WORK REQUIRED: Look below for lines that hold the string "SharedEngineLog" and copy each one.

TASK DATA:
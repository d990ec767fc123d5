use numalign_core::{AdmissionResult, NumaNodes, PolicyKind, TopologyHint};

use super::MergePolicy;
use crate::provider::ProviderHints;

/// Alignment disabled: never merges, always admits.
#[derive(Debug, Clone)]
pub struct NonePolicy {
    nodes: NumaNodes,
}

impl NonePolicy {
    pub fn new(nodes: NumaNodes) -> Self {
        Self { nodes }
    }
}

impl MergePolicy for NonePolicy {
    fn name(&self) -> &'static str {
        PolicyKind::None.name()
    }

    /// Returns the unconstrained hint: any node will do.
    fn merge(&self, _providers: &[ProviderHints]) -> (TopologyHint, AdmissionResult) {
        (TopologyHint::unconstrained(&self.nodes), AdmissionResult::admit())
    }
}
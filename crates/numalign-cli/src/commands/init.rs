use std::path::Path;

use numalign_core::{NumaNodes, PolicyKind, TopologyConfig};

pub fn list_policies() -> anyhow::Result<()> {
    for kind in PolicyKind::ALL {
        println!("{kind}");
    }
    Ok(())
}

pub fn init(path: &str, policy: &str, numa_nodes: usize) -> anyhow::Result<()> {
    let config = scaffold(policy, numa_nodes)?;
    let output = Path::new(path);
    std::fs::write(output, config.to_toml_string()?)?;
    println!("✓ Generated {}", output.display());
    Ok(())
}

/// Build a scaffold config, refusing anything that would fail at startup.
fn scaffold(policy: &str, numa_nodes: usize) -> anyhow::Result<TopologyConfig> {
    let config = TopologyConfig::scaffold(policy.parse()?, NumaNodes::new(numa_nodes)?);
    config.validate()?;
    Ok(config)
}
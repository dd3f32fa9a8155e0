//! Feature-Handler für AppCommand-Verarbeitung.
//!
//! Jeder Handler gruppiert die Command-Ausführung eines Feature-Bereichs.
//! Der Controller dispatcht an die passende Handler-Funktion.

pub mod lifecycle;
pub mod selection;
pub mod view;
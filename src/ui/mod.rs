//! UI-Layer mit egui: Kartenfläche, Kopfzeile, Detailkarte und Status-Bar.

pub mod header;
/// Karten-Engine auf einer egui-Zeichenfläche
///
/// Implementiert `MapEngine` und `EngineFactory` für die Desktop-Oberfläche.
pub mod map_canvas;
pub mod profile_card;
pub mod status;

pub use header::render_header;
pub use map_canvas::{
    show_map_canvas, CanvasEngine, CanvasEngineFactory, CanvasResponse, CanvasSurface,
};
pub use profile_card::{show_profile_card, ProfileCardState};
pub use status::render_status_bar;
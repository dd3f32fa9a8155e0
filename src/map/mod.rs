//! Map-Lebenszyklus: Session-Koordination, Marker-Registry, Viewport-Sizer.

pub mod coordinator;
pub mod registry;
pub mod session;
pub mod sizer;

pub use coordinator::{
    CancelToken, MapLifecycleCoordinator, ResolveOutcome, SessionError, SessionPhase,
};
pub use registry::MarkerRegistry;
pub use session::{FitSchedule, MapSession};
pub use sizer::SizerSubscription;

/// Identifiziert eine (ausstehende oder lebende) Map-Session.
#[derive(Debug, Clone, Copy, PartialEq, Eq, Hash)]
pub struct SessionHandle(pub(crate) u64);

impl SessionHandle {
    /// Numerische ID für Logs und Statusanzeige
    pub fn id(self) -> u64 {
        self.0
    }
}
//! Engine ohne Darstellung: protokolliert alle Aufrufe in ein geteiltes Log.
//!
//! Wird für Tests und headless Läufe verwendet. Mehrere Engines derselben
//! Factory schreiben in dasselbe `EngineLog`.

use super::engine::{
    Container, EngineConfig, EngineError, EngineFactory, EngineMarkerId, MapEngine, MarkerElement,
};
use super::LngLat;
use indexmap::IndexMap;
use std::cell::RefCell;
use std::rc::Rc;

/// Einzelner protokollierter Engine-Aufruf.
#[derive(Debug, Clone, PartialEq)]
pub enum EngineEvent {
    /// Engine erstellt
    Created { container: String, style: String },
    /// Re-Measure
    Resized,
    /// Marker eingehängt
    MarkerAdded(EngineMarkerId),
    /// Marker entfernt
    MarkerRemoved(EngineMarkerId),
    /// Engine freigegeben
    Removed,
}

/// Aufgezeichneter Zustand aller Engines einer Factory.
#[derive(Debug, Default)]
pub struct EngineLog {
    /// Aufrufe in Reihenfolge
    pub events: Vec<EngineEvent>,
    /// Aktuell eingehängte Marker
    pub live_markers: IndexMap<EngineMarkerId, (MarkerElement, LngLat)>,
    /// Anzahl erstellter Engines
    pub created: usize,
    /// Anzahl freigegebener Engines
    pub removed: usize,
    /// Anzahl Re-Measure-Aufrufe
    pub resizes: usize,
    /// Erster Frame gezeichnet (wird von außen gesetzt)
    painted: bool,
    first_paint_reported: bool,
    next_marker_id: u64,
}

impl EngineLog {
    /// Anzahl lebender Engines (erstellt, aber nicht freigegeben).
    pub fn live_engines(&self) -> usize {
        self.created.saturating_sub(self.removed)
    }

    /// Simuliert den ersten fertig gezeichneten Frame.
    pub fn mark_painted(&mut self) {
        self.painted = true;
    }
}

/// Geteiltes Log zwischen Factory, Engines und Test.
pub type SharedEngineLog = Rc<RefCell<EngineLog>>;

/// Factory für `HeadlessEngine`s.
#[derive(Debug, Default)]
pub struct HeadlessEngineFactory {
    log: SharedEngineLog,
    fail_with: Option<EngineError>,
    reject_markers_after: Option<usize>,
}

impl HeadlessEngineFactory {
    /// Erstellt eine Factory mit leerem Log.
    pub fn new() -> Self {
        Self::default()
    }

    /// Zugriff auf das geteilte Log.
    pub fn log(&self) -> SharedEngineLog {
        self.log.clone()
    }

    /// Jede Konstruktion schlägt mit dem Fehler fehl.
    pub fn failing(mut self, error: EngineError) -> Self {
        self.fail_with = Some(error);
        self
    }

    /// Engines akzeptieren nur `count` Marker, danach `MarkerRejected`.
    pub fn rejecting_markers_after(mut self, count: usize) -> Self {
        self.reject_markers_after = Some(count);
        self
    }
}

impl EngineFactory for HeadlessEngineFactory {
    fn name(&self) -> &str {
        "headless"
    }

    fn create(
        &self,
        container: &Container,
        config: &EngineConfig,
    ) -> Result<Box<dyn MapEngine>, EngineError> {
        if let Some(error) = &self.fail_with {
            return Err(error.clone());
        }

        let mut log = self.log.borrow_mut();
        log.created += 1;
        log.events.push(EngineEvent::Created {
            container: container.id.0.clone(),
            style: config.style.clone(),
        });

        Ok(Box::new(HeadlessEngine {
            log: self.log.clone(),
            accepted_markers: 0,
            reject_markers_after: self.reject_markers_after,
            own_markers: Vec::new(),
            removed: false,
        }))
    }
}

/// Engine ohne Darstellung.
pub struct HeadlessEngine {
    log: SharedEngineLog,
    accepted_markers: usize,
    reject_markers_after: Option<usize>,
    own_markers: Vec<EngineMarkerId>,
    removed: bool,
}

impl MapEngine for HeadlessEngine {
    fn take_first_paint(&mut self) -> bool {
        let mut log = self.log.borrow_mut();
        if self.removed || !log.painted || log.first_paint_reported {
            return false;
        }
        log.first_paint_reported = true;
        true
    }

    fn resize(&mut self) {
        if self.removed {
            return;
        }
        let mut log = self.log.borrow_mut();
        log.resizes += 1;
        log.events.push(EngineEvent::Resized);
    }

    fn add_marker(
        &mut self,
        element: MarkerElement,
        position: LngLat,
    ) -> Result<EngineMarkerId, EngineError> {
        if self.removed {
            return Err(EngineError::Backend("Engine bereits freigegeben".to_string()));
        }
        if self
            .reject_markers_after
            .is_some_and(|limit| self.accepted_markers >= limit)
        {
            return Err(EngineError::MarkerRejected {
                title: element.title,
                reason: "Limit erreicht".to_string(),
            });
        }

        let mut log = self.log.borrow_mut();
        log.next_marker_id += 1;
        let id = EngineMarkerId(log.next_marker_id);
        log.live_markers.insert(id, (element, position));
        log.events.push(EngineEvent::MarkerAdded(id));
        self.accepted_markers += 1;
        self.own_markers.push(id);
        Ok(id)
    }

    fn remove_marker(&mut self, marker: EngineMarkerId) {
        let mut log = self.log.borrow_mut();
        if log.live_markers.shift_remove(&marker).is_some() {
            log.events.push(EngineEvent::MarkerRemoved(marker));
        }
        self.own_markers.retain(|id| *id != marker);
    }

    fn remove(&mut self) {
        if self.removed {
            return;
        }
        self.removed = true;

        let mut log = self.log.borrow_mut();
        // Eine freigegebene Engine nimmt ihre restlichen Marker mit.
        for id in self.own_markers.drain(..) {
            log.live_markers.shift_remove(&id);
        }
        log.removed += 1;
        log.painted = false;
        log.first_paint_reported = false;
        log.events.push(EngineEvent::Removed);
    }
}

TASK RESPONSE:
pub type SharedEngineLog = Rc<RefCell<EngineLog>>;
    log: SharedEngineLog,
    pub fn log(&self) -> SharedEngineLog {
    log: SharedEngineLog,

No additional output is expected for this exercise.